In autobiographical nonfiction, place is elastic, no firmer than smoke. Nostalgia carries with it the desire to return and memory its own mindfulness, less the urge to go back than the desire to stay put and try to understand… Google Maps allows me now to fly over my hometown, to revisit in three dimensions an atlas precision the places I’ve rebuilt (or halted the growth of) in my heady imagination. We don’t yet know the effects of this on the culture value of memory: the dream-engine that hovers over the past now competes with digital bits of verifiable information, cartographic certainties, calendar truths.” (pp. 134-135)
One of the focal points is Bonomo’s Roman Catholic upbringing, and what one could argue are the sins that normalize into nearly everyone’s life. In the case of Bonomo, including as I mentioned, there is girls and then women (lust), neighbors (envy in some cases, perhaps), self (pride), drink (could be gluttony), and prayer (I might argue as sloth, as in asking for another – God – to do for you rather than earning).
Covering both small moments that change one’s perspective and larger events, Bonomo meditates on not just the what, but the wonder of it. For example, in one of my favorite moments, in a piece called “Into the Fable,” he contemplates on a moment in his life where an acquaintance does a questionable, yet not normally memorable thing as a child, but Bonomo ponders why that moment has stuck with him for his whole life, and “why I can’t shake it. John has entered the fable. He’s become a literary figure. He’s become fabled. Does that mean that I invented him? He’s now fabulous. He’s now somewhere, not thinking of me” (p. 234). If I may be so presumptuous, we’ve all had moments like that, where certain events become like a television rerun playing inside our heads, for reasons that shake the internal head of reason. He does kind of answer that earlier in “There Was the Occasional Disruption,” where he states, “What begins as rumor can never circle back to fact, instead moves inevitably toward myth.” (p. 175)

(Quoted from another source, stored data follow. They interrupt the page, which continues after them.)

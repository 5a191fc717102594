//! Synthetic traffic driver for exercising a limiter.
//!
//! Messages rotate through a fixed set of users with a random delay between
//! sends, split into rounds separated by a pause. With [`Pacing::Simulated`]
//! the delays advance a [`ManualClock`] instead of sleeping, so a run is
//! fully determined by its seed.

use rand::rngs::StdRng;
use rand::{Rng, SeedableRng};
use serde::{Deserialize, Serialize, Serializer};
use std::fmt;
use std::time::{Duration, Instant};
use tracing::{debug, info};

use crate::config::{secs_to_duration, SimulationSettings, TurnstileConfig};
use crate::error::Result;
use crate::ratelimit::{Clock, ManualClock, RateLimitPolicy, SlidingWindowLimiter, ThrottleLimiter};

/// Which limiter a simulation drives.
#[derive(Debug, Clone, Copy, PartialEq, Eq, Serialize, Deserialize, clap::ValueEnum)]
#[serde(rename_all = "kebab-case")]
pub enum PolicyKind {
    SlidingWindow,
    Throttle,
}

impl PolicyKind {
    /// Pause between rounds when none is configured.
    pub fn default_pause(&self) -> Duration {
        match self {
            PolicyKind::SlidingWindow => Duration::from_secs(4),
            PolicyKind::Throttle => Duration::from_secs(10),
        }
    }

    /// Build the limiter for this policy from configuration.
    pub fn build<C: Clock + 'static>(
        &self,
        config: &TurnstileConfig,
        clock: C,
    ) -> Result<Box<dyn RateLimitPolicy>> {
        Ok(match self {
            PolicyKind::SlidingWindow => Box::new(SlidingWindowLimiter::from_config(
                &config.sliding_window,
                clock,
            )?),
            PolicyKind::Throttle => Box::new(ThrottleLimiter::from_config(&config.throttle, clock)?),
        })
    }
}

impl fmt::Display for PolicyKind {
    fn fmt(&self, f: &mut fmt::Formatter<'_>) -> fmt::Result {
        match self {
            PolicyKind::SlidingWindow => write!(f, "sliding-window"),
            PolicyKind::Throttle => write!(f, "throttle"),
        }
    }
}

/// Resolved simulation parameters.
#[derive(Debug, Clone, PartialEq)]
pub struct SimulationConfig {
    pub seed: u64,
    pub rounds: u32,
    pub messages_per_round: u32,
    pub users: u32,
    pub min_delay: Duration,
    pub max_delay: Duration,
    pub pause: Duration,
}

impl SimulationConfig {
    /// Resolve settings for `policy`, falling back to its default pause.
    pub fn from_settings(settings: &SimulationSettings, policy: PolicyKind) -> Result<Self> {
        settings.validate()?;
        let pause = match settings.pause_secs {
            Some(secs) => secs_to_duration("simulation.pause_secs", secs)?,
            None => policy.default_pause(),
        };

        Ok(Self {
            seed: settings.seed,
            rounds: settings.rounds,
            messages_per_round: settings.messages_per_round,
            users: settings.users,
            min_delay: secs_to_duration("simulation.min_delay_secs", settings.min_delay_secs)?,
            max_delay: secs_to_duration("simulation.max_delay_secs", settings.max_delay_secs)?,
            pause,
        })
    }
}

/// How the driver lets time pass between messages.
#[derive(Debug, Clone)]
pub enum Pacing {
    /// Advance a manual clock; the limiter must read the same clock.
    Simulated(ManualClock),
    /// Sleep on the tokio timer; the limiter should use the system clock.
    Realtime,
}

impl Pacing {
    async fn pause(&self, duration: Duration) {
        match self {
            Pacing::Simulated(clock) => clock.advance(duration),
            Pacing::Realtime => tokio::time::sleep(duration).await,
        }
    }
}

fn serialize_secs<S: Serializer>(
    duration: &Duration,
    serializer: S,
) -> std::result::Result<S::Ok, S::Error> {
    serializer.serialize_f64(duration.as_secs_f64())
}

/// Result of sending one message.
#[derive(Debug, Clone, PartialEq, Serialize)]
pub struct MessageOutcome {
    pub round: u32,
    pub message_id: u32,
    pub user_id: u32,
    pub allowed: bool,
    /// Wait reported right after the send
    #[serde(rename = "wait_secs", serialize_with = "serialize_secs")]
    pub wait: Duration,
    /// Time since the simulation started
    #[serde(rename = "elapsed_secs", serialize_with = "serialize_secs")]
    pub elapsed: Duration,
}

impl fmt::Display for MessageOutcome {
    fn fmt(&self, f: &mut fmt::Formatter<'_>) -> fmt::Result {
        write!(f, "Message {:2} | User {} | ", self.message_id, self.user_id)?;
        if self.allowed {
            write!(f, "allowed")
        } else {
            write!(f, "denied (wait {:.1}s)", self.wait.as_secs_f64())
        }
    }
}

/// Outcomes of one round.
#[derive(Debug, Clone, PartialEq, Serialize)]
pub struct RoundReport {
    pub round: u32,
    pub outcomes: Vec<MessageOutcome>,
}

impl RoundReport {
    pub fn admitted(&self) -> usize {
        self.outcomes.iter().filter(|o| o.allowed).count()
    }

    pub fn denied(&self) -> usize {
        self.outcomes.len() - self.admitted()
    }
}

/// Drives a limiter with synthetic traffic.
pub struct Simulation {
    config: SimulationConfig,
    rng: StdRng,
}

impl Simulation {
    pub fn new(config: SimulationConfig) -> Self {
        let rng = StdRng::seed_from_u64(config.seed);
        Self { config, rng }
    }

    pub fn config(&self) -> &SimulationConfig {
        &self.config
    }

    fn next_delay(&mut self) -> Duration {
        self.rng.gen_range(self.config.min_delay..=self.config.max_delay)
    }

    /// Send every message of every round through `limiter`.
    pub async fn run<P>(&mut self, limiter: &P, pacing: &Pacing) -> Vec<RoundReport>
    where
        P: RateLimitPolicy + ?Sized,
    {
        let started: Instant = limiter.now();
        let mut reports = Vec::with_capacity(self.config.rounds as usize);
        let mut message_id = 0u32;

        for round in 1..=self.config.rounds {
            if round > 1 {
                info!(pause = ?self.config.pause, "Pausing before next round");
                pacing.pause(self.config.pause).await;
            }
            info!(round = round, "Starting round");

            let mut outcomes = Vec::with_capacity(self.config.messages_per_round as usize);
            for _ in 0..self.config.messages_per_round {
                message_id += 1;
                let user_id = message_id % self.config.users + 1;
                let identity = user_id.to_string();

                let allowed = limiter.record_message(&identity);
                let wait = limiter.time_until_next_allowed(&identity);
                let outcome = MessageOutcome {
                    round,
                    message_id,
                    user_id,
                    allowed,
                    wait,
                    elapsed: limiter.now().saturating_duration_since(started),
                };
                debug!(
                    message_id = message_id,
                    user_id = user_id,
                    allowed = allowed,
                    wait = ?wait,
                    "Message processed"
                );
                outcomes.push(outcome);

                let delay = self.next_delay();
                pacing.pause(delay).await;
            }

            reports.push(RoundReport { round, outcomes });
        }

        reports
    }
}

#[cfg(test)]
mod tests {
    use super::*;
    use crate::ratelimit::SystemClock;

    fn settings() -> SimulationSettings {
        SimulationSettings::default()
    }

    async fn run_simulated(policy: PolicyKind, config: &TurnstileConfig) -> Vec<RoundReport> {
        let clock = ManualClock::starting_now();
        let limiter = policy.build(config, clock.clone()).unwrap();
        let sim_config = SimulationConfig::from_settings(&config.simulation, policy).unwrap();
        let mut simulation = Simulation::new(sim_config);
        simulation.run(limiter.as_ref(), &Pacing::Simulated(clock)).await
    }

    #[test]
    fn test_default_pause_per_policy() {
        let sliding = SimulationConfig::from_settings(&settings(), PolicyKind::SlidingWindow).unwrap();
        assert_eq!(sliding.pause, Duration::from_secs(4));

        let throttle = SimulationConfig::from_settings(&settings(), PolicyKind::Throttle).unwrap();
        assert_eq!(throttle.pause, Duration::from_secs(10));

        let custom = SimulationSettings {
            pause_secs: Some(1.5),
            ..settings()
        };
        let config = SimulationConfig::from_settings(&custom, PolicyKind::Throttle).unwrap();
        assert_eq!(config.pause, Duration::from_millis(1500));
    }

    #[tokio::test]
    async fn test_same_seed_same_outcomes() {
        let config = TurnstileConfig::default();
        let first = run_simulated(PolicyKind::SlidingWindow, &config).await;
        let second = run_simulated(PolicyKind::SlidingWindow, &config).await;
        assert_eq!(first, second);
    }

    #[tokio::test]
    async fn test_sliding_window_first_round() {
        let reports = run_simulated(PolicyKind::SlidingWindow, &TurnstileConfig::default()).await;
        assert_eq!(reports.len(), 2);

        // Five users, ten messages, at most 5s between a user's two sends.
        let first = &reports[0];
        assert_eq!(first.admitted(), 5);
        assert_eq!(first.denied(), 5);
        for outcome in &first.outcomes[..5] {
            assert!(outcome.allowed);
            assert_eq!(outcome.wait, Duration::from_secs(10));
        }
        for outcome in &first.outcomes[5..] {
            assert!(!outcome.allowed);
            assert!(outcome.wait > Duration::ZERO);
        }
    }

    #[tokio::test]
    async fn test_throttle_first_round_and_user_rotation() {
        let reports = run_simulated(PolicyKind::Throttle, &TurnstileConfig::default()).await;
        let first = &reports[0];

        let users: Vec<u32> = first.outcomes.iter().map(|o| o.user_id).collect();
        assert_eq!(users, vec![2, 3, 4, 5, 1, 2, 3, 4, 5, 1]);
        assert_eq!(first.admitted(), 5);

        let ids: Vec<u32> = reports[1].outcomes.iter().map(|o| o.message_id).collect();
        assert_eq!(ids, (11..=20).collect::<Vec<_>>());
    }

    #[tokio::test]
    async fn test_zero_interval_throttle_admits_everything() {
        let mut config = TurnstileConfig::default();
        config.throttle.min_interval_secs = 0.0;

        let reports = run_simulated(PolicyKind::Throttle, &config).await;
        assert!(reports.iter().all(|r| r.denied() == 0));
        assert!(reports
            .iter()
            .flat_map(|r| &r.outcomes)
            .all(|o| o.wait.is_zero()));
    }

    #[tokio::test]
    async fn test_elapsed_includes_pause() {
        let reports = run_simulated(PolicyKind::SlidingWindow, &TurnstileConfig::default()).await;
        let last_of_first = reports[0].outcomes.last().unwrap().elapsed;
        let first_of_second = reports[1].outcomes[0].elapsed;

        let gap = first_of_second - last_of_first;
        assert!(gap >= Duration::from_millis(4100));
        assert!(gap <= Duration::from_secs(5));
    }

    #[tokio::test]
    async fn test_realtime_pacing_with_zero_delays() {
        let mut config = TurnstileConfig::default();
        config.simulation.min_delay_secs = 0.0;
        config.simulation.max_delay_secs = 0.0;
        config.simulation.pause_secs = Some(0.0);

        let limiter = PolicyKind::SlidingWindow.build(&config, SystemClock).unwrap();
        let sim_config =
            SimulationConfig::from_settings(&config.simulation, PolicyKind::SlidingWindow).unwrap();
        let reports = Simulation::new(sim_config)
            .run(limiter.as_ref(), &Pacing::Realtime)
            .await;

        let admitted: usize = reports.iter().map(|r| r.admitted()).sum();
        assert_eq!(admitted, 5);
    }

    #[test]
    fn test_outcome_display() {
        let allowed = MessageOutcome {
            round: 1,
            message_id: 3,
            user_id: 4,
            allowed: true,
            wait: Duration::from_secs(10),
            elapsed: Duration::ZERO,
        };
        assert_eq!(allowed.to_string(), "Message  3 | User 4 | allowed");

        let denied = MessageOutcome {
            allowed: false,
            wait: Duration::from_millis(4300),
            message_id: 12,
            ..allowed
        };
        assert_eq!(denied.to_string(), "Message 12 | User 4 | denied (wait 4.3s)");
    }

    #[test]
    fn test_outcome_serializes_seconds() {
        let outcome = MessageOutcome {
            round: 2,
            message_id: 11,
            user_id: 2,
            allowed: false,
            wait: Duration::from_millis(2500),
            elapsed: Duration::from_secs(12),
        };
        let json = serde_json::to_value(&outcome).unwrap();
        assert_eq!(json["wait_secs"], 2.5);
        assert_eq!(json["elapsed_secs"], 12.0);
        assert_eq!(json["allowed"], false);
    }
}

Not just because we both worked at a Baskin-Robbins at one point in our lives, I feel a kinship of some kind. Bonomo has lived a very different existence than mine, but there are so many moments that were aha flashes of understanding and on occasional level clear identification. For example, he mentions that “…entering a church, I always felt as if I were entering a movie in the middle. It was a story I felt left out of many times.” (208) This is often how I felt going to synagogue as a youth, and something just didn’t jibe to me; I especially feel it now when I regularly take a relative to a Lutheran church. And don’t get me started on “Spying on the Petries,” a treatise on one of my favorite shows growing up (in repeat form), The Dick Van Dyke Show.
While being a non-poetic form of prose, Bonomo tells stories and thoughts without getting overly philosophical, rather staying within the realm of thought and more often than not, the marvel about his life and the events that brought him to the present. The book is an enjoyable read that is exceedingly accessibly without talking down to its reader; both fun and thought-provoking. In short, it’s a good read.